** WHAT IS REQUIRED **
Find and return every line of the data that contains the word "GameState".
====== MATERIAL FOR THIS TASK
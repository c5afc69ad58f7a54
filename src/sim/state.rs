//! Game state and core simulation types

use glam::IVec2;
use serde::{Deserialize, Serialize};

use crate::consts::{BOARD_SIZE, INITIAL_SNAKE_LEN};

/// Current status of a run
#[derive(Debug, Clone, Copy, PartialEq, Eq, Serialize, Deserialize, Default)]
pub enum Status {
    /// Waiting for the first direction input
    #[default]
    Idle,
    /// Active gameplay
    Running,
    /// Suspended; resumed explicitly
    Paused,
    /// Run ended
    Over,
}

/// Movement direction, one grid cell per tick
#[derive(Debug, Clone, Copy, PartialEq, Eq, Serialize, Deserialize)]
pub enum Direction {
    Up,
    Down,
    Left,
    Right,
}

impl Direction {
    /// Unit step for this direction. Y grows downward, matching screen rows.
    pub fn delta(&self) -> IVec2 {
        match self {
            Direction::Up => IVec2::new(0, -1),
            Direction::Down => IVec2::new(0, 1),
            Direction::Left => IVec2::new(-1, 0),
            Direction::Right => IVec2::new(1, 0),
        }
    }

    /// True if `other` is the exact 180-degree reversal of `self`
    pub fn is_opposite(&self, other: Direction) -> bool {
        self.delta() + other.delta() == IVec2::ZERO
    }
}

/// Complete game state (deterministic, serializable)
#[derive(Debug, Clone, PartialEq, Eq, Serialize, Deserialize)]
pub struct GameState {
    /// Snake body, head first, tail last
    pub snake: Vec<IVec2>,
    /// Current food cell; off the snake whenever one was spawned
    pub food: IVec2,
    /// Direction applied on the next tick
    pub direction: Direction,
    pub status: Status,
    /// Points scored this run
    pub score: u32,
}

impl GameState {
    pub fn head(&self) -> IVec2 {
        self.snake[0]
    }
}

/// The canonical starting snake: a horizontal strip centered on the board,
/// head on the right
pub fn initial_snake() -> Vec<IVec2> {
    let center = BOARD_SIZE / 2;
    (0..INITIAL_SNAKE_LEN as i32)
        .map(|i| IVec2::new(center + 1 - i, center))
        .collect()
}

/// True if `cell` lies on the board
pub fn in_bounds(cell: IVec2) -> bool {
    cell.x >= 0 && cell.x < BOARD_SIZE && cell.y >= 0 && cell.y < BOARD_SIZE
}

/// All board cells not occupied by `snake`, in row-major order
pub fn free_cells(snake: &[IVec2]) -> Vec<IVec2> {
    let mut cells = Vec::with_capacity((BOARD_SIZE * BOARD_SIZE) as usize);
    for y in 0..BOARD_SIZE {
        for x in 0..BOARD_SIZE {
            let cell = IVec2::new(x, y);
            if !snake.contains(&cell) {
                cells.push(cell);
            }
        }
    }
    cells
}

#[cfg(test)]
mod tests {
    use super::*;

    #[test]
    fn deltas_are_unit_steps() {
        assert_eq!(Direction::Up.delta(), IVec2::new(0, -1));
        assert_eq!(Direction::Down.delta(), IVec2::new(0, 1));
        assert_eq!(Direction::Left.delta(), IVec2::new(-1, 0));
        assert_eq!(Direction::Right.delta(), IVec2::new(1, 0));
    }

    #[test]
    fn opposite_directions() {
        assert!(Direction::Up.is_opposite(Direction::Down));
        assert!(Direction::Left.is_opposite(Direction::Right));
        assert!(!Direction::Up.is_opposite(Direction::Left));
        assert!(!Direction::Right.is_opposite(Direction::Right));
    }

    #[test]
    fn initial_snake_is_centered_strip() {
        let snake = initial_snake();
        assert_eq!(
            snake,
            vec![IVec2::new(10, 9), IVec2::new(9, 9), IVec2::new(8, 9)]
        );
    }

    #[test]
    fn bounds_checking() {
        assert!(in_bounds(IVec2::new(0, 0)));
        assert!(in_bounds(IVec2::new(17, 17)));
        assert!(!in_bounds(IVec2::new(-1, 0)));
        assert!(!in_bounds(IVec2::new(18, 0)));
        assert!(!in_bounds(IVec2::new(0, 18)));
    }

    #[test]
    fn free_cells_excludes_snake() {
        let snake = initial_snake();
        let free = free_cells(&snake);
        assert_eq!(free.len(), (18 * 18 - 3) as usize);
        for segment in &snake {
            assert!(!free.contains(segment));
        }
    }
}
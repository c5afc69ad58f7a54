//! Best-score persistence
//!
//! Exactly one scalar survives across games and restarts: the best score,
//! stored as a base-10 integer string under a fixed key in an external
//! key-value store. Absent or corrupt values read as 0 and never reach the
//! engine as errors.

use std::collections::HashMap;

use crate::consts::BEST_SCORE_KEY;

/// The external key-value store the best score lives in
pub trait ScoreStore {
    fn get(&self, key: &str) -> Option<String>;
    fn set(&mut self, key: &str, value: &str);
}

/// Read the persisted best score, defaulting to 0
pub fn load_best_score<S: ScoreStore>(store: &S) -> u32 {
    match store
        .get(BEST_SCORE_KEY)
        .and_then(|raw| raw.trim().parse().ok())
    {
        Some(best) => {
            log::info!("Loaded best score {}", best);
            best
        }
        None => {
            log::info!("No stored best score, starting fresh");
            0
        }
    }
}

/// Persist a new best score
pub fn save_best_score<S: ScoreStore>(store: &mut S, best: u32) {
    store.set(BEST_SCORE_KEY, &best.to_string());
    log::info!("Best score saved ({})", best);
}

/// In-memory store: the native default, and the test double
#[derive(Debug, Clone, Default)]
pub struct MemoryStore {
    entries: HashMap<String, String>,
}

impl ScoreStore for MemoryStore {
    fn get(&self, key: &str) -> Option<String> {
        self.entries.get(key).cloned()
    }

    fn set(&mut self, key: &str, value: &str) {
        self.entries.insert(key.to_string(), value.to_string());
    }
}

/// Browser LocalStorage store (WASM only)
#[cfg(target_arch = "wasm32")]
#[derive(Debug, Clone, Copy, Default)]
pub struct LocalStore;

#[cfg(target_arch = "wasm32")]
impl ScoreStore for LocalStore {
    fn get(&self, key: &str) -> Option<String> {
        let storage = web_sys::window()
            .and_then(|w| w.local_storage().ok())
            .flatten();
        storage.and_then(|s| s.get_item(key).ok()).flatten()
    }

    fn set(&mut self, key: &str, value: &str) {
        let storage = web_sys::window()
            .and_then(|w| w.local_storage().ok())
            .flatten();
        if let Some(storage) = storage {
            if storage.set_item(key, value).is_err() {
                log::warn!("LocalStorage write failed for {}", key);
            }
        }
    }
}
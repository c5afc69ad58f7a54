//! Platform glue
//!
//! Browser/native differences the engine itself must not know about:
//! - Logging sink (browser console vs. env_logger)
//! - Which score store backs persistence

use crate::persistence;

/// Initialize the `log` facade. Call once from the host before
/// constructing the engine; repeated calls are harmless.
#[cfg(not(target_arch = "wasm32"))]
pub fn init_logging() {
    let _ = env_logger::try_init();
}

#[cfg(target_arch = "wasm32")]
pub fn init_logging() {
    console_error_panic_hook::set_once();
    let _ = console_log::init_with_level(log::Level::Info);
}

/// The score store suited to the target: browser LocalStorage on wasm32,
/// process-local memory elsewhere
#[cfg(not(target_arch = "wasm32"))]
pub fn default_store() -> persistence::MemoryStore {
    persistence::MemoryStore::default()
}

#[cfg(target_arch = "wasm32")]
pub fn default_store() -> persistence::LocalStore {
    persistence::LocalStore
}
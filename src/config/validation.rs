//! Structural checks on a parsed configuration.
//!
//! Expressions and path patterns are compiled when checks are built, so
//! their errors surface there with the offending rule attached.

use indexmap::IndexSet;

use crate::config::Config;
use crate::{Result, TextGuardError};

/// # Errors
/// Returns an error if the repository name is blank, a rule key is blank
/// or repeated, or a scanner exclude pattern is not a valid glob.
pub fn validate_config(config: &Config) -> Result<()> {
    if config.repository.trim().is_empty() {
        return Err(TextGuardError::Config(
            "repository must not be empty".to_string(),
        ));
    }

    let mut seen = IndexSet::new();
    for (i, rule) in config.rules.iter().enumerate() {
        if rule.key.trim().is_empty() {
            return Err(TextGuardError::Config(format!(
                "rules[{i}].key must not be empty"
            )));
        }
        if !seen.insert(rule.key.as_str()) {
            return Err(TextGuardError::Config(format!(
                "duplicate rule key '{}' at rules[{i}]",
                rule.key
            )));
        }
    }

    for pattern in &config.scanner.exclude {
        globset::Glob::new(pattern).map_err(|source| TextGuardError::InvalidPattern {
            pattern: pattern.clone(),
            source,
        })?;
    }
    Ok(())
}

#[cfg(test)]
#[path = "validation_tests.rs"]
mod tests;
mod json;
mod sarif;
mod text;

pub use json::JsonFormatter;
pub use sarif::SarifFormatter;
pub use text::{ColorMode, TextFormatter};

use crate::checker::{Issue, RuleIdentity};
use crate::config::Config;
use crate::coordinator::ScanSummary;
use crate::error::Result;

/// Description of a configured rule for report headers.
#[derive(Debug, Clone, PartialEq, Eq)]
pub struct RuleInfo {
    pub identity: RuleIdentity,
    pub kind: &'static str,
    pub message: String,
}

impl RuleInfo {
    /// Every enabled rule in `config`, in declaration order.
    #[must_use]
    pub fn from_config(config: &Config) -> Vec<Self> {
        config
            .enabled_rules()
            .map(|rule| Self {
                identity: RuleIdentity::new(config.repository.as_str(), rule.key.as_str()),
                kind: rule.kind.name(),
                message: rule.message_or_default(),
            })
            .collect()
    }
}

/// Everything a formatter renders for one scan.
#[derive(Debug, Clone)]
pub struct ScanReport {
    pub issues: Vec<Issue>,
    pub summary: ScanSummary,
    pub rules: Vec<RuleInfo>,
}

impl ScanReport {
    /// Issues are sorted by path, line and rule so output is stable across
    /// parallel runs.
    #[must_use]
    pub fn new(mut issues: Vec<Issue>, summary: ScanSummary, rules: Vec<RuleInfo>) -> Self {
        issues.sort_by(|a, b| {
            a.file
                .display_path()
                .cmp(&b.file.display_path())
                .then(a.line.cmp(&b.line))
                .then_with(|| a.rule.cmp(&b.rule))
        });
        Self {
            issues,
            summary,
            rules,
        }
    }

    #[must_use]
    pub fn has_issues(&self) -> bool {
        !self.issues.is_empty()
    }
}

/// Renders a scan report.
pub trait OutputFormatter {
    /// # Errors
    /// Returns an error if the formatting fails.
    fn format(&self, report: &ScanReport) -> Result<String>;
}

#[derive(Debug, Clone, Copy, PartialEq, Eq, Default)]
pub enum OutputFormat {
    #[default]
    Text,
    Json,
    Sarif,
}

impl std::str::FromStr for OutputFormat {
    type Err = String;

    fn from_str(s: &str) -> std::result::Result<Self, Self::Err> {
        match s.to_lowercase().as_str() {
            "text" => Ok(Self::Text),
            "json" => Ok(Self::Json),
            "sarif" => Ok(Self::Sarif),
            _ => Err(format!("Unknown output format: {s}")),
        }
    }
}

#[cfg(test)]
#[path = "mod_tests.rs"]
mod tests;
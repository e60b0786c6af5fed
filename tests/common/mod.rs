#![allow(dead_code)]

use std::fs;
use std::path::Path;

use tempfile::TempDir;

/// Creates an `assert_cmd` Command for the text-guard binary.
#[macro_export]
macro_rules! text_guard {
    () => {
        assert_cmd::Command::new(assert_cmd::cargo::cargo_bin!("text-guard"))
    };
}

/// Creates a temporary directory with test fixtures for integration tests.
pub struct TestFixture {
    pub dir: TempDir,
}

impl TestFixture {
    pub fn new() -> Self {
        Self {
            dir: TempDir::new().expect("Failed to create temp directory"),
        }
    }

    /// Creates a file with the given content, including parent directories.
    pub fn create_file(&self, relative_path: &str, content: &str) {
        let path = self.dir.path().join(relative_path);
        if let Some(parent) = path.parent() {
            fs::create_dir_all(parent).expect("Failed to create parent directories");
        }
        fs::write(&path, content).expect("Failed to write file");
    }

    pub fn path(&self) -> &Path {
        self.dir.path()
    }

    /// Writes `.text-guard.toml` in the fixture root.
    pub fn create_config(&self, content: &str) {
        self.create_file(".text-guard.toml", content);
    }
}

impl Default for TestFixture {
    fn default() -> Self {
        Self::new()
    }
}

pub const PASSWORD_CONFIG: &str = r#"
[[rules]]
key = "no-password"
kind = "simple"
expression = "password=.*"
message = "Plain text password"
"#;

pub const BOTH_MUST_EXIST_CONFIG: &str = r#"
repository = "corp"

[scanner]
suffixes = ["properties", "xml"]

[[rules]]
key = "java8-foo"
kind = "both-must-exist"
trigger_expression = "<target>1\\.8</target>"
trigger_file_pattern = "**/pom.xml"
must_also_exist_expression = "-DFooProperty"
must_also_exist_file_pattern = "**/setup-env.properties"
message = "Java 8 builds need -DFooProperty"
"#;

pub const DISALLOWED_ELSEWHERE_CONFIG: &str = r#"
repository = "corp"

[scanner]
suffixes = ["properties", "xml"]

[[rules]]
key = "no-jdk7"
kind = "disallowed-if-match-elsewhere"
trigger_expression = "<target>1\\.8</target>"
trigger_file_pattern = "**/pom.xml"
disallow_expression = "JAVA_HOME=.*jdk1\\.7.*"
disallow_file_pattern = "**/*.properties"
message = "JDK 7 cannot build Java 8 targets"
"#;

pub const POM_JAVA8: &str = "<project>\n  <build>\n    <target>1.8</target>\n  </build>\n</project>\n";
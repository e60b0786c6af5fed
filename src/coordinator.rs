//! Drives one scan: every check over every file, then cross-file
//! finalization.
//!
//! Phase 1 evaluates single-file rules and records cross-file matches, one
//! file at a time (optionally in parallel). Each file records into its own
//! ledger fragment; fragments are merged in enumeration order once every
//! file is done, so phase 2 always sees a complete ledger. A failing
//! (check, file) pair is logged and contributes nothing; the scan goes on.

use rayon::prelude::*;

use crate::checker::{Check, CrossFileRule, Issue, MatchLedger, RuleIdentity, SingleFileRule};
use crate::error::TextGuardError;
use crate::scanner::SourceFile;

/// Receives every finalized issue.
pub trait IssueSink {
    fn accept(&mut self, issue: Issue);
}

impl IssueSink for Vec<Issue> {
    fn accept(&mut self, issue: Issue) {
        self.push(issue);
    }
}

#[derive(Debug, Clone, Copy, Default, PartialEq, Eq)]
pub struct ScanSummary {
    pub files: usize,
    pub checks: usize,
    pub issues: usize,
    /// (check, file) pairs that failed and were skipped.
    pub failures: usize,
}

#[derive(Debug, Default)]
struct FileOutcome {
    issues: Vec<Issue>,
    ledger: MatchLedger,
    failures: usize,
}

pub struct ScanCoordinator<'a> {
    checks: &'a [Check],
    project_key: &'a str,
    parallel: bool,
}

impl<'a> ScanCoordinator<'a> {
    #[must_use]
    pub const fn new(checks: &'a [Check], project_key: &'a str) -> Self {
        Self {
            checks,
            project_key,
            parallel: true,
        }
    }

    #[must_use]
    pub const fn with_parallel(mut self, parallel: bool) -> Self {
        self.parallel = parallel;
        self
    }

    /// Run every check over `files` and push the resulting issues to `sink`.
    pub fn run(&self, files: &[SourceFile], sink: &mut dyn IssueSink) -> ScanSummary {
        log::info!(
            "Scanning {} files with {} rules",
            files.len(),
            self.checks.len()
        );

        let outcomes: Vec<FileOutcome> = if self.parallel {
            files.par_iter().map(|file| self.scan_file(file)).collect()
        } else {
            files.iter().map(|file| self.scan_file(file)).collect()
        };

        let mut summary = ScanSummary {
            files: files.len(),
            checks: self.checks.len(),
            ..ScanSummary::default()
        };
        let mut ledger = MatchLedger::new();
        for outcome in outcomes {
            summary.failures += outcome.failures;
            for issue in outcome.issues {
                summary.issues += 1;
                sink.accept(issue);
            }
            ledger.merge(outcome.ledger);
        }

        for check in self.checks {
            if let Check::CrossFile(rule) = check {
                for touched in rule.finalize(&ledger) {
                    for issue in touched.issues {
                        summary.issues += 1;
                        sink.accept(issue);
                    }
                }
            }
        }

        log::info!(
            "Scan finished: {} files, {} rules, {} issues, {} failures",
            summary.files,
            summary.checks,
            summary.issues,
            summary.failures
        );
        summary
    }

    fn scan_file(&self, file: &SourceFile) -> FileOutcome {
        let mut outcome = FileOutcome::default();
        for check in self.checks {
            let result = match check {
                Check::Single(rule) => self.evaluate(rule.as_ref(), file, &mut outcome.issues),
                Check::CrossFile(rule) => self.record(rule.as_ref(), file, &mut outcome.ledger),
            };
            if let Err(error) = result {
                report_failure(check.identity(), file, &error);
                outcome.failures += 1;
            }
        }
        outcome
    }

    fn evaluate(
        &self,
        rule: &dyn SingleFileRule,
        file: &SourceFile,
        issues: &mut Vec<Issue>,
    ) -> crate::Result<()> {
        issues.extend(rule.evaluate(file, self.project_key)?);
        Ok(())
    }

    fn record(
        &self,
        rule: &dyn CrossFileRule,
        file: &SourceFile,
        ledger: &mut MatchLedger,
    ) -> crate::Result<()> {
        // A failed record must not leave half of the file's matches behind.
        let mut scratch = MatchLedger::new();
        rule.record(file, self.project_key, &mut scratch)?;
        ledger.merge(scratch);
        Ok(())
    }
}

fn report_failure(rule: &RuleIdentity, file: &SourceFile, error: &TextGuardError) {
    let mut message = error.to_string();
    let mut source = std::error::Error::source(error);
    while let Some(cause) = source {
        message.push_str(": ");
        message.push_str(&cause.to_string());
        source = cause.source();
    }
    log::error!(
        "Rule {rule} failed on '{}', file skipped for this rule: {message}",
        file.absolute_path().display()
    );
}

#[cfg(test)]
#[path = "coordinator_tests.rs"]
mod tests;
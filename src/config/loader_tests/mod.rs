mod mock_fs;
============
** SOLVED EXERCISE **
pub struct GameState {
impl GameState {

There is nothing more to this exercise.